impl Player {
    fn spawned() -> Self {
        Self {
            cell: maze::SEED_CELL,
            visibility_radius: DEFAULT_VISIBILITY_RADIUS,
            move_interval: DEFAULT_MOVE_INTERVAL,
            move_cooldown: 0,
        }
    }
}

/// Fire-once reversion scheduled when a bonus is collected.
///
/// The generation token guards against the stale-timer hazard: a record
/// scheduled on a previous level must never mutate the freshly reset player.
#[derive(Clone, Copy, Debug)]
struct EffectTimer {
    kind: BonusKind,
    expires_at_tick: u64,
    generation: LevelGeneration,
}

#[derive(Clone, Copy, Debug, Default)]
struct BonusItems {
    vision: Option<CellCoord>,
    speed: Option<CellCoord>,
}

/// Represents the authoritative Maze Escape world state.
#[derive(Debug)]
pub struct World {
    banner: &'static str,
    grid: Grid,
    player: Player,
    creature_cell: CellCoord,
    bonuses: BonusItems,
    effects: Vec<EffectTimer>,
    level: Level,
    generation: LevelGeneration,
    tick_index: u64,
    rng: ChaCha8Rng,
}

impl World {
    /// Creates a world carved for the first level using the default seed.
    #[must_use]
    pub fn new() -> Self {
        Self::with_seed(DEFAULT_WORLD_SEED)
    }

    /// Creates a world carved for the first level using the provided seed.
    ///
    /// Two worlds built from the same seed produce bit-identical grids for
    /// the same sequence of level starts.
    #[must_use]
    pub fn with_seed(seed: u64) -> Self {
        let mut world = Self {
            banner: WELCOME_BANNER,
            grid: Grid::new(0, 0),
            player: Player::spawned(),
            creature_cell: maze::SEED_CELL,
            bonuses: BonusItems::default(),
            effects: Vec::new(),
            level: Level::first(),
            generation: LevelGeneration::initial(),
            tick_index: 0,
            rng: ChaCha8Rng::seed_from_u64(seed),
        };
        world.build_level(Level::first());
        world
    }

    /// Rebuilds the world for `level` as one atomic reset.
    fn build_level(&mut self, level: Level) {
        let columns = level.grid_columns();
        let rows = level.grid_rows();

        let mut grid = Grid::new(columns, rows);
        maze::carve(&mut grid, &mut self.rng)
            .expect("level dimensions are derived odd and at least 5");
        let exit = CellCoord::new(columns - 2, rows - 2);
        grid.set_kind(exit, CellKind::Exit)
            .expect("exit cell lies inside the grid");

        self.level = level;
        self.generation = self.generation.next();
        self.grid = grid;
        self.player = Player::spawned();
        self.creature_cell = exit;
        self.bonuses = BonusItems::default();
        self.effects.clear();
    }

    fn collect_bonus(&mut self, cell: CellCoord, out_events: &mut Vec<Event>) {
        let kind = if self.bonuses.vision == Some(cell) {
            self.bonuses.vision = None;
            self.player.visibility_radius = BOOSTED_VISIBILITY_RADIUS;
            BonusKind::Vision
        } else if self.bonuses.speed == Some(cell) {
            self.bonuses.speed = None;
            self.player.move_interval = DEFAULT_MOVE_INTERVAL.saturating_sub(SPEED_BONUS_REDUCTION);
            BonusKind::Speed
        } else {
            return;
        };

        self.effects.push(EffectTimer {
            kind,
            expires_at_tick: self.tick_index + EFFECT_DURATION_TICKS,
            generation: self.generation,
        });
        out_events.push(Event::BonusCollected { kind, cell });
    }

    fn expire_effects(&mut self, out_events: &mut Vec<Event>) {
        let pending = std::mem::take(&mut self.effects);
        for timer in pending {
            if timer.generation != self.generation {
                // Scheduled on a level that no longer exists; discard.
                continue;
            }
            if timer.expires_at_tick > self.tick_index {
                self.effects.push(timer);
                continue;
            }
            match timer.kind {
                BonusKind::Vision => self.player.visibility_radius = DEFAULT_VISIBILITY_RADIUS,
                BonusKind::Speed => self.player.move_interval = DEFAULT_MOVE_INTERVAL,
            }
            out_events.push(Event::EffectExpired { kind: timer.kind });
        }
    }

    fn place_bonus(&mut self, kind: BonusKind, cell: CellCoord, out_events: &mut Vec<Event>) {
        if !self.grid.is_walkable(cell) || cell == self.player.cell {
            return;
        }
        match kind {
            BonusKind::Vision => self.bonuses.vision = Some(cell),
            BonusKind::Speed => self.bonuses.speed = Some(cell),
        }
        out_events.push(Event::BonusSpawned { kind, cell });
    }

    #[cfg(test)]
    fn set_player_move_interval(&mut self, interval: u32) {
        self.player.move_interval = interval;
    }
}

impl Default for World {
    fn default() -> Self {
        Self::new()
    }
}

/// Applies the provided command to the world, mutating state deterministically.
pub fn apply(world: &mut World, command: Command, out_events: &mut Vec<Event>) {
    match command {
        Command::StartLevel { level } => {
            world.build_level(level);
            out_events.push(Event::LevelStarted {
                level,
                generation: world.generation,
                columns: world.grid.columns(),
                rows: world.grid.rows(),
            });
        }
        Command::Tick { dt } => {
            world.tick_index = world.tick_index.saturating_add(1);
            world.player.move_cooldown = world.player.move_cooldown.saturating_sub(1);
            world.expire_effects(out_events);
            out_events.push(Event::TimeAdvanced { dt });
        }
        Command::MovePlayer { direction } => {
            if world.player.move_cooldown > 0 {
                return;
            }
            let Some(destination) = world.player.cell.step(direction) else {
                return;
            };
            if !world.grid.is_walkable(destination) {
                return;
            }

            let from = world.player.cell;
            world.player.cell = destination;
            world.player.move_cooldown = world.player.move_interval;
            out_events.push(Event::PlayerMoved {
                from,
                to: destination,
            });
            world.collect_bonus(destination, out_events);

            if world.grid.kind_at(destination) == Ok(CellKind::Exit) {
                // Escaping wins even when the creature camps the exit cell.
                out_events.push(Event::ExitReached { level: world.level });
            } else if destination == world.creature_cell {
                out_events.push(Event::PlayerCaught { level: world.level });
            }
        }
        Command::StepCreature { direction } => {
            let Some(destination) = world.creature_cell.step(direction) else {
                return;
            };
            if !world.grid.is_walkable(destination) {
                return;
            }

            let from = world.creature_cell;
            world.creature_cell = destination;
            out_events.push(Event::CreatureAdvanced {
                from,
                to: destination,
            });
            if destination == world.player.cell {
                out_events.push(Event::PlayerCaught { level: world.level });
            }
        }
        Command::SpawnBonuses { vision, speed } => {
            world.place_bonus(BonusKind::Vision, vision, out_events);
            world.place_bonus(BonusKind::Speed, speed, out_events);
        }
    }
}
··········
**Exercise directions:** From top to bottom, repeat the data above without alteration.

**Written solution:**
impl Player {
    fn spawned() -> Self {
        Self {
            cell: maze::SEED_CELL,
            visibility_radius: DEFAULT_VISIBILITY_RADIUS,
            move_interval: DEFAULT_MOVE_INTERVAL,
            move_cooldown: 0,
        }
    }
}

/// Fire-once reversion scheduled when a bonus is collected.
///
/// The generation token guards against the stale-timer hazard: a record
/// scheduled on a previous level must never mutate the freshly reset player.
#[derive(Clone, Copy, Debug)]
struct EffectTimer {
    kind: BonusKind,
    expires_at_tick: u64,
    generation: LevelGeneration,
}

#[derive(Clone, Copy, Debug, Default)]
struct BonusItems {
    vision: Option<CellCoord>,
    speed: Option<CellCoord>,
}

/// Represents the authoritative Maze Escape world state.
#[derive(Debug)]
pub struct World {
    banner: &'static str,
    grid: Grid,
    player: Player,
    creature_cell: CellCoord,
    bonuses: BonusItems,
    effects: Vec<EffectTimer>,
    level: Level,
    generation: LevelGeneration,
    tick_index: u64,
    rng: ChaCha8Rng,
}

impl World {
    /// Creates a world carved for the first level using the default seed.
    #[must_use]
    pub fn new() -> Self {
        Self::with_seed(DEFAULT_WORLD_SEED)
    }

    /// Creates a world carved for the first level using the provided seed.
    ///
    /// Two worlds built from the same seed produce bit-identical grids for
    /// the same sequence of level starts.
    #[must_use]
    pub fn with_seed(seed: u64) -> Self {
        let mut world = Self {
            banner: WELCOME_BANNER,
            grid: Grid::new(0, 0),
            player: Player::spawned(),
            creature_cell: maze::SEED_CELL,
            bonuses: BonusItems::default(),
            effects: Vec::new(),
            level: Level::first(),
            generation: LevelGeneration::initial(),
            tick_index: 0,
            rng: ChaCha8Rng::seed_from_u64(seed),
        };
        world.build_level(Level::first());
        world
    }

    /// Rebuilds the world for `level` as one atomic reset.
    fn build_level(&mut self, level: Level) {
        let columns = level.grid_columns();
        let rows = level.grid_rows();

        let mut grid = Grid::new(columns, rows);
        maze::carve(&mut grid, &mut self.rng)
            .expect("level dimensions are derived odd and at least 5");
        let exit = CellCoord::new(columns - 2, rows - 2);
        grid.set_kind(exit, CellKind::Exit)
            .expect("exit cell lies inside the grid");

        self.level = level;
        self.generation = self.generation.next();
        self.grid = grid;
        self.player = Player::spawned();
        self.creature_cell = exit;
        self.bonuses = BonusItems::default();
        self.effects.clear();
    }

    fn collect_bonus(&mut self, cell: CellCoord, out_events: &mut Vec<Event>) {
        let kind = if self.bonuses.vision == Some(cell) {
            self.bonuses.vision = None;
            self.player.visibility_radius = BOOSTED_VISIBILITY_RADIUS;
            BonusKind::Vision
        } else if self.bonuses.speed == Some(cell) {
            self.bonuses.speed = None;
            self.player.move_interval = DEFAULT_MOVE_INTERVAL.saturating_sub(SPEED_BONUS_REDUCTION);
            BonusKind::Speed
        } else {
            return;
        };

        self.effects.push(EffectTimer {
            kind,
            expires_at_tick: self.tick_index + EFFECT_DURATION_TICKS,
            generation: self.generation,
        });
        out_events.push(Event::BonusCollected { kind, cell });
    }

    fn expire_effects(&mut self, out_events: &mut Vec<Event>) {
        let pending = std::mem::take(&mut self.effects);
        for timer in pending {
            if timer.generation != self.generation {
                // Scheduled on a level that no longer exists; discard.
                continue;
            }
            if timer.expires_at_tick > self.tick_index {
                self.effects.push(timer);
                continue;
            }
            match timer.kind {
                BonusKind::Vision => self.player.visibility_radius = DEFAULT_VISIBILITY_RADIUS,
                BonusKind::Speed => self.player.move_interval = DEFAULT_MOVE_INTERVAL,
            }
            out_events.push(Event::EffectExpired { kind: timer.kind });
        }
    }

    fn place_bonus(&mut self, kind: BonusKind, cell: CellCoord, out_events: &mut Vec<Event>) {
        if !self.grid.is_walkable(cell) || cell == self.player.cell {
            return;
        }
        match kind {
            BonusKind::Vision => self.bonuses.vision = Some(cell),
            BonusKind::Speed => self.bonuses.speed = Some(cell),
        }
        out_events.push(Event::BonusSpawned { kind, cell });
    }

    #[cfg(test)]
    fn set_player_move_interval(&mut self, interval: u32) {
        self.player.move_interval = interval;
    }
}

impl Default for World {
    fn default() -> Self {
        Self::new()
    }
}

/// Applies the provided command to the world, mutating state deterministically.
pub fn apply(world: &mut World, command: Command, out_events: &mut Vec<Event>) {
    match command {
        Command::StartLevel { level } => {
            world.build_level(level);
            out_events.push(Event::LevelStarted {
                level,
                generation: world.generation,
                columns: world.grid.columns(),
                rows: world.grid.rows(),
            });
        }
        Command::Tick { dt } => {
            world.tick_index = world.tick_index.saturating_add(1);
            world.player.move_cooldown = world.player.move_cooldown.saturating_sub(1);
            world.expire_effects(out_events);
            out_events.push(Event::TimeAdvanced { dt });
        }
        Command::MovePlayer { direction } => {
            if world.player.move_cooldown > 0 {
                return;
            }
            let Some(destination) = world.player.cell.step(direction) else {
                return;
            };
            if !world.grid.is_walkable(destination) {
                return;
            }

            let from = world.player.cell;
            world.player.cell = destination;
            world.player.move_cooldown = world.player.move_interval;
            out_events.push(Event::PlayerMoved {
                from,
                to: destination,
            });
            world.collect_bonus(destination, out_events);

            if world.grid.kind_at(destination) == Ok(CellKind::Exit) {
                // Escaping wins even when the creature camps the exit cell.
                out_events.push(Event::ExitReached { level: world.level });
            } else if destination == world.creature_cell {
                out_events.push(Event::PlayerCaught { level: world.level });
            }
        }
        Command::StepCreature { direction } => {
            let Some(destination) = world.creature_cell.step(direction) else {
                return;
            };
            if !world.grid.is_walkable(destination) {
                return;
            }

            let from = world.creature_cell;
            world.creature_cell = destination;
            out_events.push(Event::CreatureAdvanced {
                from,
                to: destination,
            });
            if destination == world.player.cell {
                out_events.push(Event::PlayerCaught { level: world.level });
            }
        }
        Command::SpawnBonuses { vision, speed } => {
            world.place_bonus(BonusKind::Vision, vision, out_events);
            world.place_bonus(BonusKind::Speed, speed, out_events);
        }
    }
}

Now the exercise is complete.